Speaker 7 Philosophers from Aristotle to Bertrand Russell have tried to refute his ideas or explain them, with varying success.

Speaker 7 Innovations in mathematics with Newton and Leibniz went some way to demonstrate flaws in Zeno's arguments, but the questions he raised two and a half thousand years ago about time and space are as relevant as ever and have re-emerged in quantum physics.

Speaker 7 With me to discuss the paradoxes of Zeno are Marcus Yusotoi, Professor of Mathematics and Simonier, Professor for the Public Understanding of Science at the University of Oxford, Barbara Sattler, Lecturer in Philosophy at the University of St.

Speaker 7 Andrews, and James Warren, reader in ancient philosophy at the University of Cambridge. James Warren, what do we know about Zeno?

Speaker 2 Not a huge amount is unfortunately the answer. We know roughly when he was living and working.
He's living, as you said, in the middle of the 5th century BC.

Speaker 2 He came from Ileia, a town on the west coast of southern Italy.

Speaker 2 And we know that he travelled a lot in Greece, as people of that sort of class did, and he wrote a work, maybe just one work, which included these paradoxes, of which we know about,

Speaker 2 it depends how you count them, perhaps seven, eight, some to do with motion, some to do with plurality.

Speaker 2 What we can do is put him into some kind of context, intellectual context, that is.

Speaker 2 So for around,

Speaker 7 is it known as an intellectual centre? What's going on?

Speaker 2 It's a city in the Greek sense of a city. It's a polis, it's an independent city-state that was founded by Greeks from the Greek mainland at some point.

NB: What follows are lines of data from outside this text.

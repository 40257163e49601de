use std::path::PathBuf;

use thiserror::Error;

/// Errors raised while loading tables or validating table configuration.
///
/// All of these surface at construction time; nothing here is produced while
/// answering an individual question.
#[derive(Debug, Error)]
pub enum TableError {
    /// A table was supplied without a name.
    #[error("table at position {0} has an empty name")]
    EmptyName(usize),
    /// Two tables share a name.
    #[error("duplicate table name: {0}")]
    DuplicateName(String),
    /// A configuration row references a table that is not loaded.
    #[error("{source_name}:{line}: unknown table `{table}`")]
    UnknownTable {
        /// Configuration source label.
        source_name: String,
        /// 1-based line number.
        line: usize,
        /// Offending table name.
        table: String,
    },
    /// An ignore list names a table that is not loaded.
    #[error("ignored table `{0}` is not loaded")]
    UnknownIgnoredTable(String),
    /// A configuration row has the wrong shape or an unparsable cell.
    #[error("{source_name}:{line}: {reason}")]
    MalformedRow {
        /// Configuration source label.
        source_name: String,
        /// 1-based line number.
        line: usize,
        /// What was wrong.
        reason: String,
    },
    /// A column index points past the table's widest row.
    #[error("{source_name}:{line}: column {column} out of range for table `{table}` ({columns} columns)")]
    ColumnOutOfRange {
        /// Configuration source label.
        source_name: String,
        /// 1-based line number.
        line: usize,
        /// Table name.
        table: String,
        /// Requested column.
        column: usize,
        /// Column count of the table.
        columns: usize,
    },
    /// A relation pattern names a relation no inter-column relation declares.
    #[error("{source_name}:{line}: unknown relation `{relation}`")]
    UnknownRelation {
        /// Configuration source label.
        source_name: String,
        /// 1-based line number.
        line: usize,
        /// Relation name.
        relation: String,
    },
    /// File could not be read.
    #[error("reading {path}: {source}")]
    Io {
        /// File path.
        path: PathBuf,
        /// Underlying error.
        #[source]
        source: std::io::Error,
    },
    /// CSV/TSV decoding failed.
    #[error("parsing {source_name}: {source}")]
    Csv {
        /// Source label.
        source_name: String,
        /// Underlying error.
        #[source]
        source: csv::Error,
    },
}
use std::{cmp::Ordering, collections::HashSet, sync::Arc};

use serde::{Deserialize, Serialize};
use serde_json::json;
use shared_logging::{LogLevel, Telemetry};

use crate::{
    cheat_sheet::QuestionTablesCache, error::TableError, index::TableIndex, tokenizer::Tokenizer,
};

/// Score assigned to cheat-sheet tables.
pub const CACHED_TABLE_SCORE: f64 = 1.0;

/// A table position paired with its relevance score.
#[derive(Debug, Clone, Copy, PartialEq, Serialize, Deserialize)]
pub struct ScoredTable {
    /// Table position in the index.
    pub table: usize,
    /// Relevance score.
    pub score: f64,
}

/// How ranked mode turns scores into a selection. The two are never combined.
#[derive(Debug, Clone, Copy, PartialEq, Serialize, Deserialize)]
pub enum RankingPolicy {
    /// Keep the `k` best tables.
    TopK(usize),
    /// Keep every table scoring strictly above the threshold.
    Threshold(f64),
}

/// Selection mode of the ranker.
#[derive(Debug, Clone, Copy, PartialEq, Serialize, Deserialize)]
pub enum SelectionMode {
    /// Look the question up in the cheat sheet.
    Cached,
    /// Score every table with TF-IDF.
    Ranked(RankingPolicy),
}

/// Seam through which the answer pipeline retrieves candidate tables.
pub trait TableRetriever: Send + Sync {
    /// Candidate tables for `question`, best first.
    fn rank(&self, question: &str) -> Result<Vec<ScoredTable>, TableError>;
}

enum Strategy {
    Cached(Arc<QuestionTablesCache>),
    Ranked(RankingPolicy),
}

/// Selects tables for a question by cheat-sheet lookup or TF-IDF scoring.
pub struct TableRanker {
    index: Arc<TableIndex>,
    tokenizer: Arc<dyn Tokenizer>,
    strategy: Strategy,
    telemetry: Option<Telemetry>,
}

impl std::fmt::Debug for TableRanker {
    fn fmt(&self, f: &mut std::fmt::Formatter<'_>) -> std::fmt::Result {
        f.debug_struct("TableRanker")
            .field("tables", &self.index.len())
            .field("mode", &self.mode())
            .finish_non_exhaustive()
    }
}

impl TableRanker {
    /// Ranker scoring every non-ignored table.
    #[must_use]
    pub fn ranked(
        index: Arc<TableIndex>,
        tokenizer: Arc<dyn Tokenizer>,
        policy: RankingPolicy,
    ) -> Self {
        Self {
            index,
            tokenizer,
            strategy: Strategy::Ranked(policy),
            telemetry: None,
        }
    }

    /// Ranker answering from a precomputed cheat sheet.
    #[must_use]
    pub fn cached(
        index: Arc<TableIndex>,
        tokenizer: Arc<dyn Tokenizer>,
        cheat_sheet: Arc<QuestionTablesCache>,
    ) -> Self {
        Self {
            index,
            tokenizer,
            strategy: Strategy::Cached(cheat_sheet),
            telemetry: None,
        }
    }

    /// Attaches telemetry.
    #[must_use]
    pub fn with_telemetry(mut self, telemetry: Telemetry) -> Self {
        self.telemetry = Some(telemetry);
        self
    }

    /// Active selection mode.
    #[must_use]
    pub const fn mode(&self) -> SelectionMode {
        match self.strategy {
            Strategy::Cached(_) => SelectionMode::Cached,
            Strategy::Ranked(policy) => SelectionMode::Ranked(policy),
        }
    }

    /// Scores every non-ignored table, in original table order.
    #[must_use]
    pub fn score_all(&self, question: &str) -> Vec<ScoredTable> {
        let question_tokens = self
            .tokenizer
            .stemmed_keyword_tokenize(&question.to_lowercase());
        self.index
            .searchable_indices()
            .into_iter()
            .map(|table| ScoredTable {
                table,
                score: self.score_table(&question_tokens, table),
            })
            .collect()
    }

    /// TF-IDF relevance of one table, scaled by how much of each side the
    /// shared vocabulary covers.
    #[must_use]
    pub fn score_table(&self, question_tokens: &[String], table: usize) -> f64 {
        let table_tokens = self.index.table_tokens(table);
        if question_tokens.is_empty() || table_tokens.is_empty() {
            return 0.0;
        }
        let question_set: HashSet<&str> = question_tokens.iter().map(String::as_str).collect();
        let common: HashSet<&str> = table_tokens
            .iter()
            .map(String::as_str)
            .filter(|token| question_set.contains(token))
            .collect();
        if common.is_empty() {
            return 0.0;
        }
        let tfidf_sum: f64 = common
            .iter()
            .map(|token| {
                let tf = self.index.tf(token, table).unwrap_or(0.0);
                let idf = self.index.idf(token).unwrap_or(0.0);
                tf * idf
            })
            .sum();
        let qa_overlap = covered_fraction(question_tokens, &common);
        let table_overlap = covered_fraction(table_tokens, &common);
        tfidf_sum * qa_overlap * table_overlap
    }

    fn select(&self, question: &str, policy: RankingPolicy) -> Vec<ScoredTable> {
        let mut scored = self.score_all(question);
        // Stable sort: ties (including 0.0 against -0.0) keep original table order.
        scored.sort_by(|a, b| b.score.partial_cmp(&a.score).unwrap_or(Ordering::Equal));
        match policy {
            RankingPolicy::TopK(k) => {
                scored.truncate(k);
                scored
            }
            RankingPolicy::Threshold(threshold) => scored
                .into_iter()
                .filter(|candidate| candidate.score > threshold)
                .collect(),
        }
    }
}

impl TableRetriever for TableRanker {
    fn rank(&self, question: &str) -> Result<Vec<ScoredTable>, TableError> {
        let selection = match &self.strategy {
            Strategy::Cached(cheat_sheet) => cheat_sheet
                .lookup(question)?
                .into_iter()
                .map(|table| ScoredTable {
                    table,
                    score: CACHED_TABLE_SCORE,
                })
                .collect(),
            Strategy::Ranked(policy) => self.select(question, *policy),
        };
        if let Some(tel) = &self.telemetry {
            let _ = tel.log(
                LogLevel::Debug,
                "tables.rank.complete",
                json!({
                    "mode": format!("{:?}", self.mode()),
                    "selected": selection.iter().map(|s| s.table).collect::<Vec<_>>(),
                }),
            );
        }
        Ok(selection)
    }
}

/// Fraction of `tokens` (counted with repetition) that fall in `common`.
fn covered_fraction(tokens: &[String], common: &HashSet<&str>) -> f64 {
    if tokens.is_empty() {
        return 0.0;
    }
    let covered = tokens
        .iter()
        .filter(|token| common.contains(token.as_str()))
        .count();
    covered as f64 / tokens.len() as f64
}
#![deny(
    clippy::all,
    clippy::pedantic,
    clippy::nursery,
    missing_docs,
    rust_2018_idioms
)]

//! Alignment scoring between table content and question fragments.

/// Error taxonomy for scorer construction.
#[path = "../error.rs"]
pub mod error;

/// Key-value cache capability.
#[path = "../cache.rs"]
pub mod cache;

/// Shared score combinators.
#[path = "../combinators.rs"]
pub mod combinators;

/// Similarity backends.
#[path = "../backends/main.rs"]
pub mod backends;

/// The seven-operation scorer and its strategy factory.
#[path = "../scorer.rs"]
pub mod scorer;

pub use backends::{
    word2vec::DEFAULT_SENTINEL, EntailmentBackend, EntailmentScore, EntailmentService,
    InMemoryVectorModel, SimilarityBackend, VectorModel, Word2VecBackend, WordOverlapBackend,
};
pub use cache::{KeyValueCache, MemoryCache};
pub use error::AlignmentError;
pub use scorer::{
    AlignmentDependencies, AlignmentFactory, AlignmentOperation, AlignmentScorer,
    AlignmentSettings, AlignmentStrategy, DEFAULT_ENTAILMENT_OFFSET,
};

Speaker 2 It seems to have been quite an intellectual centre, in particular because I think one of the most important people in Zeno's intellectual life was again an Eleatic, was someone from the same city.

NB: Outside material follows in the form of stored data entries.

use anyhow::Result;
use async_trait::async_trait;
use serde::{Deserialize, Serialize};
use serde_json::Value;
use uuid::Uuid;

use crate::question::Question;

/// The original request, forwarded untouched to the fallback solver.
#[derive(Debug, Clone, PartialEq, Eq, Serialize, Deserialize)]
pub struct SolverRequest {
    /// Request identifier for correlation in logs.
    pub id: String,
    /// The question as submitted.
    pub question: Question,
}

impl SolverRequest {
    /// Wraps `question` with a fresh id.
    #[must_use]
    pub fn new(question: Question) -> Self {
        Self {
            id: format!("req-{}", Uuid::new_v4()),
            question,
        }
    }
}

/// One answer from the fallback solver.
#[derive(Debug, Clone, PartialEq, Serialize, Deserialize)]
pub struct FallbackAnswer {
    /// Index of the choice in the question.
    pub choice: usize,
    /// Confidence assigned by the fallback.
    pub confidence: f64,
    /// Optional structured analysis.
    pub analysis: Option<Value>,
}

/// The fallback solver's full response.
#[derive(Debug, Clone, PartialEq, Serialize, Deserialize)]
pub struct FallbackResponse {
    /// Identity of the solver that produced the answers.
    pub solver: String,
    /// Answers, in the fallback's own order.
    pub answers: Vec<FallbackAnswer>,
}

/// Secondary solver consulted when the table path yields nothing.
#[async_trait]
pub trait FallbackSolver: Send + Sync {
    /// Identity used for provenance.
    fn name(&self) -> &str;

    /// Answers the original request.
    async fn solve(&self, request: SolverRequest) -> Result<FallbackResponse>;
}
use std::path::PathBuf;

use thiserror::Error;

/// Invalid solver configuration, detected while loading.
#[derive(Debug, Error)]
pub enum ConfigError {
    /// Ranked selection declared both `top_k` and `threshold`.
    #[error("ranked selection takes either top_k or threshold, not both")]
    ConflictingRankingPolicies,
    /// Ranked selection declared neither `top_k` nor `threshold`.
    #[error("ranked selection needs one of top_k or threshold")]
    MissingRankingPolicy,
    /// `top_k` of zero would never select anything.
    #[error("top_k must be at least 1")]
    ZeroTopK,
    /// A threshold that is not a finite number.
    #[error("threshold must be finite, got {0}")]
    InvalidThreshold(f64),
    /// Cached selection without a cheat-sheet file.
    #[error("cached selection requires tables.cheat_sheet")]
    MissingCheatSheet,
    /// Unrecognised selection mode.
    #[error("unknown selection mode `{0}` (expected ranked or cached)")]
    UnknownSelectionMode(String),
    /// Unrecognised log level.
    #[error("unknown log level `{0}`")]
    UnknownLogLevel(String),
    /// The tables directory does not exist.
    #[error("tables directory {0} does not exist")]
    MissingTablesDir(PathBuf),
    /// `solver.use_fallback` is set but no fallback solver was supplied.
    #[error("solver.use_fallback is enabled but no fallback solver was provided")]
    MissingFallbackSolver,
}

Speaker 2 This was a character called Parmenides. And Parmenides wrote a very peculiar poem in hexameter verse in the style of Homer.
And Parmenides attempted to set out to prove that there was only one thing

Speaker 2 and that it was changeless and motionless and perfect and so on.

Speaker 7 When he said there was only one thing, you meant the world was only one thing.

Speaker 2 There is just one thing. Yes.
So whatever else you think there is, if it's not this one thing, that isn't actually there.

Speaker 7 And he was he was Zeno's tutor, friend?

Speaker 2 Friend, tutor, something like that.

Speaker 2 It's not a a formal relationship, but Plato writes a dialogue in which the two of them come to Athens, and Zeno is cast as a defender of Parmenides.

Speaker 2 So that's one way to think of these paradoxes as an attempt to undercut possible objections to Parmenides' curious thesis on the basis of common sense assumptions that, well, there are many things, and clearly things do move.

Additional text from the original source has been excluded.